Aktivis AKKBB Guntur Romli Diduga Sebar Preman di Sidang Habib Rizieq

Kamis, 25 Sep 2008 18:39

Provokasi terhadap para aktivis Front Pembela Islam (FPI) kembali 
terjadi disela-sela persidangan lanjutan terhadap Ketua Umum FPI 
Habib Rizieq Shihab, di Pengadilan Negeri, Jakarta Pusat, Kamis 
(25/9).

Provokasi terhadap para aktivis Front Pembela Islam (FPI) kembali 
terjadi disela-sela persidangan lanjutan terhadap Ketua Umum FPI 
Habib Rizieq Shihab, di Pengadilan Negeri, Jakarta Pusat, Kamis 
(25/9). Kali ini dilakukan oleh puluhan orang berkaos hitam dengan 
tulisan Banser Gus Nuril, yang disinyalir merupakan preman bayaran 
kelompok AKKBB yang diduga digawangi oleh Guntur Romli.

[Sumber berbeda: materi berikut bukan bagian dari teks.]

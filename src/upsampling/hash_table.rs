//! 体素空间哈希表
//!
//! 固定容量、开放寻址（线性探测）。每个槽的键是一个 `AtomicU64`，
//! 0 表示空槽，占用通过一次 CAS 完成，因此插入、累加和查找都不需要锁，
//! 可以在 rayon 的并行通道中直接使用。
//!
//! 容量只在两步之间（持有 `&mut self` 时）变化，通道内不会重新分配。

use super::types::{VoxelEntry, VoxelGeometry, VoxelIndex};
use crate::performance::{AtomicF32, LockFreeFlag};
use glam::Vec3;
use rayon::prelude::*;
use std::sync::atomic::{AtomicI32, AtomicU64, AtomicUsize, Ordering};

/// 活动体素缓冲区的初始大小，哈希表初始容量为其两倍
pub const INITIAL_VOXEL_BUFFER_SIZE: usize = 128;

const EMPTY_KEY: u64 = 0;

/// 哈希表槽
#[derive(Debug, Default)]
struct Slot {
    key: AtomicU64,
    mass: AtomicF32,
    weight: AtomicF32,
    weighted_position: [AtomicF32; 3],
    weighted_velocity: [AtomicF32; 3],
    room: AtomicI32,
}

impl Slot {
    fn reset(&self) {
        self.key.store(EMPTY_KEY, Ordering::Relaxed);
        self.mass.store(0.0);
        self.weight.store(0.0);
        for axis in 0..3 {
            self.weighted_position[axis].store(0.0);
            self.weighted_velocity[axis].store(0.0);
        }
        self.room.store(0, Ordering::Relaxed);
    }

    fn occupied_key(&self) -> Option<u64> {
        match self.key.load(Ordering::Acquire) {
            EMPTY_KEY => None,
            key => Some(key),
        }
    }

    fn accumulate(&self, weight: f32, position: Vec3, velocity: Vec3) {
        self.weight.fetch_add(weight);
        let position = position * weight;
        let velocity = velocity * weight;
        for axis in 0..3 {
            self.weighted_position[axis].fetch_add(position[axis]);
            self.weighted_velocity[axis].fetch_add(velocity[axis]);
        }
    }

    fn copy_payload(&self, other: &Slot) {
        self.mass.store(other.mass.load());
        self.weight.store(other.weight.load());
        for axis in 0..3 {
            self.weighted_position[axis].store(other.weighted_position[axis].load());
            self.weighted_velocity[axis].store(other.weighted_velocity[axis].load());
        }
        self.room.store(other.room.load(Ordering::Relaxed), Ordering::Relaxed);
    }

    fn weighted(values: &[AtomicF32; 3]) -> Vec3 {
        Vec3::new(values[0].load(), values[1].load(), values[2].load())
    }

    fn velocity(&self) -> Vec3 {
        let weight = self.weight.load();
        if weight > 0.0 {
            Self::weighted(&self.weighted_velocity) / weight
        } else {
            Vec3::ZERO
        }
    }
}

/// 认领体素余量的结果
#[derive(Debug, Clone, Copy, PartialEq, Eq)]
pub enum RoomClaim {
    /// 体素本步不存在
    Missing,
    /// 成功占用一个细粒子名额
    Claimed,
    /// 体素已无余量
    Exhausted,
}

/// 体素空间哈希表
#[derive(Debug)]
pub struct SpatialHashTable {
    slots: Vec<Slot>,
    occupied: AtomicUsize,
    overflow: LockFreeFlag,
    geometry: VoxelGeometry,
}

impl SpatialHashTable {
    /// 创建指定容量的哈希表
    pub fn new(capacity: usize, geometry: VoxelGeometry) -> Self {
        let capacity = capacity.max(1);
        Self {
            slots: (0..capacity).map(|_| Slot::default()).collect(),
            occupied: AtomicUsize::new(0),
            overflow: LockFreeFlag::new(false),
            geometry,
        }
    }

    /// 以默认初始容量（`2 × INITIAL_VOXEL_BUFFER_SIZE`）创建
    pub fn with_initial_capacity(geometry: VoxelGeometry) -> Self {
        Self::new(2 * INITIAL_VOXEL_BUFFER_SIZE, geometry)
    }

    pub fn capacity(&self) -> usize {
        self.slots.len()
    }

    /// 已占用槽数
    pub fn len(&self) -> usize {
        self.occupied.load(Ordering::Relaxed)
    }

    pub fn is_empty(&self) -> bool {
        self.len() == 0
    }

    pub fn geometry(&self) -> VoxelGeometry {
        self.geometry
    }

    pub fn set_geometry(&mut self, geometry: VoxelGeometry) {
        self.geometry = geometry;
    }

    /// 上一步是否有沉积因表满被丢弃
    pub fn needs_growth(&self) -> bool {
        self.overflow.get()
    }

    /// 并行清空所有槽
    pub fn clear(&self) {
        self.slots.par_iter().for_each(Slot::reset);
        self.occupied.store(0, Ordering::Relaxed);
        self.overflow.set(false);
    }

    fn start_slot(&self, index: VoxelIndex) -> usize {
        (index.spatial_hash() % self.slots.len() as u64) as usize
    }

    fn find(&self, index: VoxelIndex) -> Option<&Slot> {
        let key = index.pack();
        let capacity = self.slots.len();
        let start = self.start_slot(index);
        for probe in 0..capacity {
            let slot = &self.slots[(start + probe) % capacity];
            match slot.key.load(Ordering::Acquire) {
                EMPTY_KEY => return None,
                existing if existing == key => return Some(slot),
                _ => {}
            }
        }
        None
    }

    fn find_or_claim(&self, index: VoxelIndex) -> Option<&Slot> {
        let key = index.pack();
        let capacity = self.slots.len();
        let start = self.start_slot(index);
        for probe in 0..capacity {
            let slot = &self.slots[(start + probe) % capacity];
            match slot
                .key
                .compare_exchange(EMPTY_KEY, key, Ordering::AcqRel, Ordering::Acquire)
            {
                Ok(_) => {
                    self.occupied.fetch_add(1, Ordering::Relaxed);
                    return Some(slot);
                }
                Err(existing) if existing == key => return Some(slot),
                Err(_) => {}
            }
        }
        self.overflow.set(true);
        None
    }

    /// 插入空条目（已存在时不做任何事）
    ///
    /// 表满时返回`false`并设置扩容标志。
    pub fn insert(&self, index: VoxelIndex) -> bool {
        self.find_or_claim(index).is_some()
    }

    /// 查找或创建条目并原子累加质量、质量加权位置与速度
    ///
    /// 表满时丢弃这次沉积，返回`false`并设置扩容标志。
    pub fn deposit(&self, index: VoxelIndex, mass: f32, position: Vec3, velocity: Vec3) -> bool {
        match self.find_or_claim(index) {
            Some(slot) => {
                slot.mass.fetch_add(mass);
                slot.accumulate(mass, position, velocity);
                true
            }
            None => false,
        }
    }

    /// 只累加位置与速度（按 `weight` 加权），不增加质量预算
    ///
    /// 用于粗粒子影响到但不包含其中心的相邻体素。
    pub fn deposit_motion(&self, index: VoxelIndex, weight: f32, position: Vec3, velocity: Vec3) -> bool {
        match self.find_or_claim(index) {
            Some(slot) => {
                slot.accumulate(weight, position, velocity);
                true
            }
            None => false,
        }
    }

    /// 只读查找
    pub fn lookup(&self, index: VoxelIndex) -> Option<VoxelEntry> {
        self.find(index).map(|slot| self.entry(index, slot))
    }

    /// 只取速度，运动积分时使用
    pub fn velocity(&self, index: VoxelIndex) -> Option<Vec3> {
        self.find(index).map(Slot::velocity)
    }

    pub fn contains(&self, index: VoxelIndex) -> bool {
        self.find(index).is_some()
    }

    /// 将体素余量设为 `room`
    pub fn set_room(&self, index: VoxelIndex, room: i32) -> bool {
        match self.find(index) {
            Some(slot) => {
                slot.room.store(room, Ordering::Relaxed);
                true
            }
            None => false,
        }
    }

    /// 原子地占用一个细粒子名额
    pub fn claim_room(&self, index: VoxelIndex) -> RoomClaim {
        let Some(slot) = self.find(index) else {
            return RoomClaim::Missing;
        };
        if slot.room.fetch_sub(1, Ordering::Relaxed) > 0 {
            RoomClaim::Claimed
        } else {
            RoomClaim::Exhausted
        }
    }

    /// 取走体素的全部剩余名额（余量置0），返回取走的数量
    pub fn take_room(&self, index: VoxelIndex) -> usize {
        self.find(index)
            .map(|slot| slot.room.swap(0, Ordering::Relaxed).max(0) as usize)
            .unwrap_or(0)
    }

    /// 当前所有已占用的体素索引（无序）
    pub fn occupied_indices(&self) -> Vec<VoxelIndex> {
        self.slots
            .par_iter()
            .filter_map(|slot| slot.occupied_key().map(VoxelIndex::unpack))
            .collect()
    }

    /// 容量翻倍并重新散列所有已占用条目
    pub fn grow(&mut self) {
        let new_capacity = self.capacity() * 2;
        self.resize(new_capacity);
    }

    /// 倍增直到容量不少于活动体素数的两倍
    ///
    /// # 返回
    ///
    /// 如果发生了扩容返回`true`。
    pub fn reserve_for(&mut self, active_voxels: usize) -> bool {
        let required = Self::required_capacity(self.capacity(), active_voxels);
        if required == self.capacity() {
            return false;
        }
        self.resize(required);
        true
    }

    /// 从 `capacity` 开始倍增，直到不少于 `2 × active_voxels`
    pub fn required_capacity(capacity: usize, active_voxels: usize) -> usize {
        let mut required = capacity.max(1);
        while required < active_voxels.saturating_mul(2) {
            required *= 2;
        }
        required
    }

    fn resize(&mut self, new_capacity: usize) {
        let old_slots = std::mem::replace(
            &mut self.slots,
            (0..new_capacity).map(|_| Slot::default()).collect(),
        );
        self.occupied.store(0, Ordering::Relaxed);
        self.overflow.set(false);

        for slot in &old_slots {
            if let Some(key) = slot.occupied_key() {
                if let Some(target) = self.find_or_claim(VoxelIndex::unpack(key)) {
                    target.copy_payload(slot);
                }
            }
        }

        tracing::info!(
            target: "upsampling.table",
            "Hash table resized from {} to {} slots ({} entries carried over)",
            old_slots.len(),
            new_capacity,
            self.len()
        );
    }

    fn entry(&self, index: VoxelIndex, slot: &Slot) -> VoxelEntry {
        let outer = self.geometry.outer_bounds(index);
        let inner = self.geometry.inner_bounds(index);
        let mass = slot.mass.load();
        let weight = slot.weight.load();
        let (position, velocity) = if weight > 0.0 {
            (
                Slot::weighted(&slot.weighted_position) / weight,
                Slot::weighted(&slot.weighted_velocity) / weight,
            )
        } else {
            (outer.center(), Vec3::ZERO)
        };

        VoxelEntry {
            index,
            room: slot.room.load(Ordering::Relaxed),
            position,
            original_mass: mass,
            velocity,
            min_bound: outer.min,
            max_bound: outer.max,
            inner_min_bound: inner.min,
            inner_max_bound: inner.max,
        }
    }
}

#[cfg(test)]
mod tests {
    use super::*;

    fn table(capacity: usize) -> SpatialHashTable {
        SpatialHashTable::new(capacity, VoxelGeometry::new(1.0, 0.1))
    }

    #[test]
    fn test_initial_capacity() {
        let table = SpatialHashTable::with_initial_capacity(VoxelGeometry::default());
        assert_eq!(table.capacity(), 256);
        assert!(table.is_empty());
    }

    #[test]
    fn test_deposit_accumulates_weighted_sums() {
        let table = table(16);
        let index = VoxelIndex::new(1, 2, 3);
        assert!(table.deposit(index, 1.0, Vec3::new(1.0, 2.0, 3.0), Vec3::X));
        assert!(table.deposit(index, 3.0, Vec3::new(1.8, 2.0, 3.0), Vec3::ZERO));

        let entry = table.lookup(index).unwrap();
        assert_eq!(table.len(), 1);
        assert_eq!(entry.original_mass, 4.0);
        assert!((entry.position - Vec3::new(1.6, 2.0, 3.0)).length() < 1e-5);
        assert!((entry.velocity - Vec3::new(0.25, 0.0, 0.0)).length() < 1e-6);
        assert_eq!(entry.min_bound, Vec3::new(1.0, 2.0, 3.0));
        assert_eq!(entry.max_bound, Vec3::new(2.0, 3.0, 4.0));
    }

    #[test]
    fn test_motion_deposit_has_no_mass() {
        let table = table(16);
        let index = VoxelIndex::new(0, 0, 0);
        assert!(table.deposit_motion(index, 2.0, Vec3::splat(0.5), Vec3::new(0.0, -3.0, 0.0)));

        let entry = table.lookup(index).unwrap();
        assert_eq!(entry.original_mass, 0.0);
        assert_eq!(entry.velocity, Vec3::new(0.0, -3.0, 0.0));
        assert_eq!(table.velocity(index), Some(Vec3::new(0.0, -3.0, 0.0)));

        // 质量沉积和运动沉积共同决定平均速度
        table.deposit(index, 2.0, Vec3::splat(0.5), Vec3::new(0.0, 1.0, 0.0));
        let entry = table.lookup(index).unwrap();
        assert_eq!(entry.original_mass, 2.0);
        assert!((entry.velocity - Vec3::new(0.0, -1.0, 0.0)).length() < 1e-6);
    }

    #[test]
    fn test_lookup_missing() {
        let table = table(8);
        table.insert(VoxelIndex::new(0, 0, 0));
        assert!(table.lookup(VoxelIndex::new(5, 5, 5)).is_none());
        assert_eq!(table.claim_room(VoxelIndex::new(5, 5, 5)), RoomClaim::Missing);
    }

    #[test]
    fn test_full_table_drops_and_flags() {
        let table = table(2);
        assert!(table.insert(VoxelIndex::new(0, 0, 0)));
        assert!(table.insert(VoxelIndex::new(1, 0, 0)));
        assert!(!table.deposit(VoxelIndex::new(2, 0, 0), 1.0, Vec3::ZERO, Vec3::ZERO));
        assert!(table.needs_growth());
        assert!(table.lookup(VoxelIndex::new(2, 0, 0)).is_none());
        // 已存在的条目仍然可以累加
        assert!(table.deposit(VoxelIndex::new(1, 0, 0), 1.0, Vec3::ZERO, Vec3::ZERO));
    }

    #[test]
    fn test_clear_is_idempotent() {
        let table = table(32);
        for x in 0..10 {
            table.deposit(VoxelIndex::new(x, 0, 0), 1.0, Vec3::ZERO, Vec3::ONE);
        }
        table.clear();
        let once = table.occupied_indices();
        table.clear();
        let twice = table.occupied_indices();

        assert!(once.is_empty());
        assert!(twice.is_empty());
        assert!(table.is_empty());
        assert!(!table.needs_growth());
        assert!(table.lookup(VoxelIndex::new(3, 0, 0)).is_none());
    }

    #[test]
    fn test_room_claims() {
        let table = table(8);
        let index = VoxelIndex::new(0, 1, 0);
        table.insert(index);
        assert!(table.set_room(index, 2));
        assert_eq!(table.claim_room(index), RoomClaim::Claimed);
        assert_eq!(table.claim_room(index), RoomClaim::Claimed);
        assert_eq!(table.claim_room(index), RoomClaim::Exhausted);
        assert_eq!(table.take_room(index), 0);

        table.set_room(index, 5);
        table.claim_room(index);
        assert_eq!(table.take_room(index), 4);
        assert_eq!(table.lookup(index).unwrap().room, 0);
    }

    #[test]
    fn test_grow_preserves_entries() {
        let mut table = table(8);
        let indices: Vec<_> = (0..4).map(|i| VoxelIndex::new(i, -i, 2 * i)).collect();
        for (i, index) in indices.iter().enumerate() {
            table.deposit(*index, i as f32 + 1.0, Vec3::splat(i as f32), Vec3::Y * i as f32);
            table.set_room(*index, i as i32);
        }
        let before: Vec<_> = indices.iter().map(|i| table.lookup(*i).unwrap()).collect();

        table.grow();

        assert_eq!(table.capacity(), 16);
        assert_eq!(table.len(), 4);
        for (index, old) in indices.iter().zip(before) {
            assert_eq!(table.lookup(*index).unwrap(), old);
        }
    }

    #[test]
    fn test_required_capacity() {
        assert_eq!(SpatialHashTable::required_capacity(256, 0), 256);
        assert_eq!(SpatialHashTable::required_capacity(256, 128), 256);
        assert_eq!(SpatialHashTable::required_capacity(256, 129), 512);
        assert_eq!(SpatialHashTable::required_capacity(256, 1000), 2048);
    }

    #[test]
    fn test_parallel_deposits() {
        let table = table(64);
        (0..1000).into_par_iter().for_each(|i| {
            let index = VoxelIndex::new(i % 10, 0, 0);
            assert!(table.deposit(index, 0.5, Vec3::ZERO, Vec3::ZERO));
        });
        assert_eq!(table.len(), 10);
        for x in 0..10 {
            assert_eq!(table.lookup(VoxelIndex::new(x, 0, 0)).unwrap().original_mass, 50.0);
        }
    }
}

Kejadian bermula, ketika pada jam istirahat Sholat Dzuhur salah satu 
anggota FPI Habib Ali Al-Hamid yang secara rutin mengikuti 
perkembangan persidangan Habib Rizieq, memasuki halaman gedung PN 
Jakarta Pusat, dihampiri oleh Guntur Romli. Kemudian, Habib Ali 
menerima ancaman akan dibunuh, dam cacian yang menghinanya sebagai 
seorang keturunan etnis Arab.

"Orang yang bersama dia (Guntur Romli) menyenggol-nyenggol saya dan 
itu terjadi dihadapan aparat, saya tidak tahu tapi sempat terjadi 
dorong-dorongan antara saya dengan dia. Guntur Romli juga menuding-
nuding saya, seolah-olah akan memancing emosi saya," katanya saat 
berikan keterangan kepada pers, di Masjid PN Jakarta Pusat.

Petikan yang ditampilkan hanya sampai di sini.